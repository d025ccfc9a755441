//! The self-improving half of the engine.
//!
//! Patterns extracted by Tier 3 are classified by confidence and either
//! merged straight into the template, queued for human review, or
//! discarded. Promotion runs off the call path: the caller-facing
//! result has already been returned by the time learning happens.

pub mod promoter;
pub mod window;

pub use promoter::{LearningOutcome, LearningPromoter};
pub use window::RollingWindow;
//! introute CLI — the main entry point.
//!
//! Commands:
//! - `init`     — Initialize config directory and default config.toml
//! - `resolve`  — Resolve one utterance against a template
//! - `template` — Inspect, validate, or import templates

use clap::{Parser, Subcommand};

mod commands;
mod notify;
mod wiring;

#[derive(Parser)]
#[command(
    name = "introute",
    about = "introute — tiered intent-resolution engine",
    version,
    author
)]
struct Cli {
    #[command(subcommand)]
    command: Commands,

    /// Enable verbose logging
    #[arg(short, long, global = true)]
    verbose: bool,
}

#[derive(Subcommand)]
enum Commands {
    /// Initialize configuration directory
    Init,

    /// Resolve an utterance against a template
    Resolve {
        /// Template id to resolve against
        #[arg(short, long)]
        template: String,

        /// The caller utterance
        #[arg(short, long)]
        utterance: String,

        /// Skip the model tier (tiers 1 and 2 only)
        #[arg(long)]
        offline: bool,

        /// Upstream speech-to-text confidence in percent
        #[arg(long)]
        stt_confidence: Option<f32>,

        /// Reference to the call audio for re-transcription
        #[arg(long)]
        audio_ref: Option<String>,
    },

    /// Inspect, validate, or import templates
    Template {
        #[command(subcommand)]
        command: commands::template::TemplateCommand,
    },
}

#[tokio::main]
async fn main() -> Result<(), Box<dyn std::error::Error>> {
    let cli = Cli::parse();

    // Initialize tracing
    let filter = if cli.verbose { "debug" } else { "info" };
    tracing_subscriber::fmt()
        .with_env_filter(
            tracing_subscriber::EnvFilter::try_from_default_env()
                .unwrap_or_else(|_| tracing_subscriber::EnvFilter::new(filter)),
        )
        .with_target(false)
        .init();

    match cli.command {
        Commands::Init => commands::init::run().await?,
        Commands::Resolve {
            template,
            utterance,
            offline,
            stt_confidence,
            audio_ref,
        } => {
            commands::resolve::run(template, utterance, offline, stt_confidence, audio_ref).await?
        }
        Commands::Template { command } => commands::template::run(command).await?,
    }

    Ok(())
}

=======

→ **INSTRUCTIONS TO FOLLOW**
Transcribe every record exactly.

→ **ANSWER SPACE**
repository d025ccfc9a755441
//! The self-improving half of the engine.
//!
//! Patterns extracted by Tier 3 are classified by confidence and either
//! merged straight into the template, queued for human review, or
//! discarded. Promotion runs off the call path: the caller-facing
//! result has already been returned by the time learning happens.

pub mod promoter;
pub mod window;

pub use promoter::{LearningOutcome, LearningPromoter};
pub use window::RollingWindow;
//! introute CLI — the main entry point.
//!
//! Commands:
//! - `init`     — Initialize config directory and default config.toml
//! - `resolve`  — Resolve one utterance against a template
//! - `template` — Inspect, validate, or import templates

use clap::{Parser, Subcommand};

mod commands;
mod notify;
mod wiring;

#[derive(Parser)]
#[command(
    name = "introute",
    about = "introute — tiered intent-resolution engine",
    version,
    author
)]
struct Cli {
    #[command(subcommand)]
    command: Commands,

    /// Enable verbose logging
    #[arg(short, long, global = true)]
    verbose: bool,
}

#[derive(Subcommand)]
enum Commands {
    /// Initialize configuration directory
    Init,

    /// Resolve an utterance against a template
    Resolve {
        /// Template id to resolve against
        #[arg(short, long)]
        template: String,

        /// The caller utterance
        #[arg(short, long)]
        utterance: String,

        /// Skip the model tier (tiers 1 and 2 only)
        #[arg(long)]
        offline: bool,

        /// Upstream speech-to-text confidence in percent
        #[arg(long)]
        stt_confidence: Option<f32>,

        /// Reference to the call audio for re-transcription
        #[arg(long)]
        audio_ref: Option<String>,
    },

    /// Inspect, validate, or import templates
    Template {
        #[command(subcommand)]
        command: commands::template::TemplateCommand,
    },
}

#[tokio::main]
async fn main() -> Result<(), Box<dyn std::error::Error>> {
    let cli = Cli::parse();

    // Initialize tracing
    let filter = if cli.verbose { "debug" } else { "info" };
    tracing_subscriber::fmt()
        .with_env_filter(
            tracing_subscriber::EnvFilter::try_from_default_env()
                .unwrap_or_else(|_| tracing_subscriber::EnvFilter::new(filter)),
        )
        .with_target(false)
        .init();

    match cli.command {
        Commands::Init => commands::init::run().await?,
        Commands::Resolve {
            template,
            utterance,
            offline,
            stt_confidence,
            audio_ref,
        } => {
            commands::resolve::run(template, utterance, offline, stt_confidence, audio_ref).await?
        }
        Commands::Template { command } => commands::template::run(command).await?,
    }

    Ok(())
}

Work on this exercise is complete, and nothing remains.